**Your instructions**
Pull every line containing the word "ToneVoice" from the records.

Stored items:
________________________________________

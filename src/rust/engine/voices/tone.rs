//! Plain tone - a single sine oscillator at fixed amplitude
use super::{INSTRUMENT_NUMBER, Voice};
use crate::engine::csound::Instrument;
use crate::engine::mapping::format_number;

pub const TONE_AMPLITUDE: f64 = 0.5;

#[derive(Debug, Clone, Copy, PartialEq)]
pub struct ToneVoice {
    pub pitch: f64,
    pub duration: f64,
}

impl ToneVoice {
    pub fn new(pitch: f64, duration: f64) -> Self {
        Self { pitch, duration }
    }
}

impl Voice for ToneVoice {
    fn name(&self) -> &'static str {
        "tone"
    }

    fn instrument(&self) -> Instrument {
        Instrument::new(INSTRUMENT_NUMBER)
            .line(format!(
                "a1 poscil {}, {}",
                TONE_AMPLITUDE,
                format_number(self.pitch)
            ))
            .line("out a1")
    }

    fn score_duration(&self) -> f64 {
        self.duration
    }
}

#[cfg(test)]
mod tests {
    use super::*;

    #[test]
    fn test_a440_tone_script() {
        let script = ToneVoice::new(440.0, 1.0).script();

        assert!(script.contains("a1 poscil 0.5, 440.0"));
        assert!(script.contains("\ni 1 0 1.0\n"));
        assert_eq!(script.lines().filter(|l| l.starts_with("instr ")).count(), 1);
        assert_eq!(script.lines().filter(|l| l.starts_with("i ")).count(), 1);
    }

    #[test]
    fn test_unvalidated_inputs_pass_through() {
        let script = ToneVoice::new(-10.0, 0.0).script();
        assert!(script.contains("a1 poscil 0.5, -10.0"));
        assert!(script.contains("i 1 0 0.0"));
    }
}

________________________________________

**Result of the exercise**
pub struct ToneVoice {
impl ToneVoice {
impl Voice for ToneVoice {
        let script = ToneVoice::new(440.0, 1.0).script();
        let script = ToneVoice::new(-10.0, 0.0).script();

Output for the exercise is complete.